• [Task prompt] Where in the records does the word "standard" appear? Copy each line that holds it.

• [Data supplied]
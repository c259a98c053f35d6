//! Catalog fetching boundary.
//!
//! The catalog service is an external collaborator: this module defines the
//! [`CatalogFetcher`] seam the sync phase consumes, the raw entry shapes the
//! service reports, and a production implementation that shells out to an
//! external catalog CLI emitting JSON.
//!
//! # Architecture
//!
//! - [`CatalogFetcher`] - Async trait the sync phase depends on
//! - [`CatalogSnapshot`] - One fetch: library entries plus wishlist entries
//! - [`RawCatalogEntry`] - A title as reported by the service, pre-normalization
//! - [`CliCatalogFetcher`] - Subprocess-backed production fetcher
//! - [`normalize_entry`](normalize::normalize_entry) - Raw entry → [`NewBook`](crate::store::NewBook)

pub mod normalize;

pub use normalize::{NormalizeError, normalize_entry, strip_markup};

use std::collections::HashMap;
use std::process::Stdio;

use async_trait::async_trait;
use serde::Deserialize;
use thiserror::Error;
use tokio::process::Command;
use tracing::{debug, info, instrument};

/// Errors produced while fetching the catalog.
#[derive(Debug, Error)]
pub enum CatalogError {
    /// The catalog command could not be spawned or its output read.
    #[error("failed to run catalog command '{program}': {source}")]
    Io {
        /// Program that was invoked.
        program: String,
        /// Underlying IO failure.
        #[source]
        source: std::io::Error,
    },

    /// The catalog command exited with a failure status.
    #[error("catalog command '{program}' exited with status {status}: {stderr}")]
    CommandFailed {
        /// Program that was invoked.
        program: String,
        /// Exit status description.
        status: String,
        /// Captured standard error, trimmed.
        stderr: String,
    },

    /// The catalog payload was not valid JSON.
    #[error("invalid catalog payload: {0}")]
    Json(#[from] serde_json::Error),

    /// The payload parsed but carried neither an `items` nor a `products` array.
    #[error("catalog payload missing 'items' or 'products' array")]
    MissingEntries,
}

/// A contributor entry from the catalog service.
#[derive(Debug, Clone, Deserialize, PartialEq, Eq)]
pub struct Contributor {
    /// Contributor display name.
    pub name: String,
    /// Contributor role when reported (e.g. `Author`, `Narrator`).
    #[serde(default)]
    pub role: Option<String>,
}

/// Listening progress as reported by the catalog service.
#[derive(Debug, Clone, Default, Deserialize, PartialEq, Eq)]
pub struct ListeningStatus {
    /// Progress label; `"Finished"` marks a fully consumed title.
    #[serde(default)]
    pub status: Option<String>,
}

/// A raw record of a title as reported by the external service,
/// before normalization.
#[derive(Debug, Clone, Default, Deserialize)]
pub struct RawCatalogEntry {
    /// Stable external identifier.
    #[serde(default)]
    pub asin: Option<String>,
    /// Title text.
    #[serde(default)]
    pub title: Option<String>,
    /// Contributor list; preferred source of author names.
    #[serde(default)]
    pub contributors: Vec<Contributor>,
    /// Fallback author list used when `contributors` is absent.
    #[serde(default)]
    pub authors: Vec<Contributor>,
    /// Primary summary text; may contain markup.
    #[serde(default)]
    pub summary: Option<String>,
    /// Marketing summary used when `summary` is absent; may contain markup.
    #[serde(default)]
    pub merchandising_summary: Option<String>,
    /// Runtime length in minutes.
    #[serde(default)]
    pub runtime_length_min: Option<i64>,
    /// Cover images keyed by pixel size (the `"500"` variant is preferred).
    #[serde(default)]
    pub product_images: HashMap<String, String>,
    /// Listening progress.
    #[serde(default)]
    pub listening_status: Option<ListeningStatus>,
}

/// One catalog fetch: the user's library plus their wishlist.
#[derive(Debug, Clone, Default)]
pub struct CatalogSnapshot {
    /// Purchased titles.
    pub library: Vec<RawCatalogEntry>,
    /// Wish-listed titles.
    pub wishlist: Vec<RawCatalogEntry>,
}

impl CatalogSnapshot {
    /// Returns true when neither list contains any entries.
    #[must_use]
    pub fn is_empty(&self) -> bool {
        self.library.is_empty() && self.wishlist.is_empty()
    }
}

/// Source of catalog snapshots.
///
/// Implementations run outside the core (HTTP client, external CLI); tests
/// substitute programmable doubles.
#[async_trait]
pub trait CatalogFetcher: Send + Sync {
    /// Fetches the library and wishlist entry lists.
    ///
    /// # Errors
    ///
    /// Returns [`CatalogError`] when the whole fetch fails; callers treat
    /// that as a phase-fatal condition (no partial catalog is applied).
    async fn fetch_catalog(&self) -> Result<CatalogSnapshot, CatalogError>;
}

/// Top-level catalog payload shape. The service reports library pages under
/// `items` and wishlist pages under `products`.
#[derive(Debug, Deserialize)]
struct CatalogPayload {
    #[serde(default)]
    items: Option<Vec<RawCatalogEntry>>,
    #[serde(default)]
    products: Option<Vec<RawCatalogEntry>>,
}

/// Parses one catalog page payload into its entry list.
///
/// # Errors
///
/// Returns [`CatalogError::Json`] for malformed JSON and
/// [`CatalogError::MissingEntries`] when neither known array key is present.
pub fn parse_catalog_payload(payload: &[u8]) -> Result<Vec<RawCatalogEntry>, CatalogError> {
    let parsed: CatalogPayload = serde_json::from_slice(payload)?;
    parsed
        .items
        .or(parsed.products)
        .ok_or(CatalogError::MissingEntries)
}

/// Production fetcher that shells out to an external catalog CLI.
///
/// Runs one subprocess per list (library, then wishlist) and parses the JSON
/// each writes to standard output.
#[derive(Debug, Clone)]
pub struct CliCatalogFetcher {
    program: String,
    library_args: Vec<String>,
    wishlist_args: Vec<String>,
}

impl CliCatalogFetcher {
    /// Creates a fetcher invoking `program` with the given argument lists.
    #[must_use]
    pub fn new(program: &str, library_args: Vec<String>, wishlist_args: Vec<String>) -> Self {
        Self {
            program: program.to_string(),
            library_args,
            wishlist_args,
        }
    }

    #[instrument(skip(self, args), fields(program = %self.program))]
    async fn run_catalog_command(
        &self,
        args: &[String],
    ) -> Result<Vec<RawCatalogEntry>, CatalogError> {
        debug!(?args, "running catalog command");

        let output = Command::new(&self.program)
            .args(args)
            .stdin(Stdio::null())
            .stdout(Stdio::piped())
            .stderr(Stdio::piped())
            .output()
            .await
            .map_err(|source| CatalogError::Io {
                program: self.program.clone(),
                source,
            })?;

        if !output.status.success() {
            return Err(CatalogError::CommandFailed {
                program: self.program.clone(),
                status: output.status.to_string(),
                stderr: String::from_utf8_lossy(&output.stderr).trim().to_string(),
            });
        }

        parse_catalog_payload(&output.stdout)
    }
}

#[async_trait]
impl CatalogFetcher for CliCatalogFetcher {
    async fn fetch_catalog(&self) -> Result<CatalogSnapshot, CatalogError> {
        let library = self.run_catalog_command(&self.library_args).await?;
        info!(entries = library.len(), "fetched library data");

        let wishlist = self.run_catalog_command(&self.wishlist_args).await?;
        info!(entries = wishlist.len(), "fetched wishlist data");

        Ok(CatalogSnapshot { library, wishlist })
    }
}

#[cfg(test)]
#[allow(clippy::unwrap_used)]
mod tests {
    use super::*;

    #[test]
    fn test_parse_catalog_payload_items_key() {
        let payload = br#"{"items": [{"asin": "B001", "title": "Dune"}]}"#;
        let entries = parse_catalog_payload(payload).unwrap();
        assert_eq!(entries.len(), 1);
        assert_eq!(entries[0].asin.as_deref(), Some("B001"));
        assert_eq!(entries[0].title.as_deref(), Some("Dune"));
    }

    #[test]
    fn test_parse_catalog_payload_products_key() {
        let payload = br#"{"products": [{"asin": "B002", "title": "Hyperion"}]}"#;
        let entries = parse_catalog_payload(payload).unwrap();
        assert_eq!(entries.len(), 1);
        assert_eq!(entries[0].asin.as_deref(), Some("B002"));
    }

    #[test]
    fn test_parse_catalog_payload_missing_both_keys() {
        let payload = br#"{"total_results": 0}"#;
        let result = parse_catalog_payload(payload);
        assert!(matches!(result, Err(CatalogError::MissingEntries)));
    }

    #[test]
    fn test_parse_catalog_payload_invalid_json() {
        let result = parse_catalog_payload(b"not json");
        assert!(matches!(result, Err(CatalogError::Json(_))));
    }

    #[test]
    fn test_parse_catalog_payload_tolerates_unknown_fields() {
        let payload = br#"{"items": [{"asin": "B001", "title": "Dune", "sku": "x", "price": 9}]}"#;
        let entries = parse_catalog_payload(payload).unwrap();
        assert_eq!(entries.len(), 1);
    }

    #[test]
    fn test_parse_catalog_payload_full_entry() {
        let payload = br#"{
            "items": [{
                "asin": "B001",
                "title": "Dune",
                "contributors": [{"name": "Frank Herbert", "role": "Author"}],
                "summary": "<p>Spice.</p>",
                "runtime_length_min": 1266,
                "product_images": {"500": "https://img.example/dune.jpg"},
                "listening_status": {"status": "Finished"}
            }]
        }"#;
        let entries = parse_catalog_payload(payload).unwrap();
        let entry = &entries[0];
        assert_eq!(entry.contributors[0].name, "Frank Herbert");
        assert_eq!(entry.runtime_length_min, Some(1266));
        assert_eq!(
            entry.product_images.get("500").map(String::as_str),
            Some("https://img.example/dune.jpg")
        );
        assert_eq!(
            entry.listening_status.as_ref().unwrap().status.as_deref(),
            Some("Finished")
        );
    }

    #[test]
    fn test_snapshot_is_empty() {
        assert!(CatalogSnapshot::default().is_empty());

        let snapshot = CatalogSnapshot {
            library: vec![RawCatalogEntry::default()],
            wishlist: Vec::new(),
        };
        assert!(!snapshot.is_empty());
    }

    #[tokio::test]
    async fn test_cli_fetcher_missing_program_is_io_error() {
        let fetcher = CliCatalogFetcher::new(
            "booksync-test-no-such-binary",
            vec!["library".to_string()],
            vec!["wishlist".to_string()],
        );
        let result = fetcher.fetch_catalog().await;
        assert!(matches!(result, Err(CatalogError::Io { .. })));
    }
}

• [Output for this task]
        /// Captured standard error, trimmed.
/// each writes to standard output.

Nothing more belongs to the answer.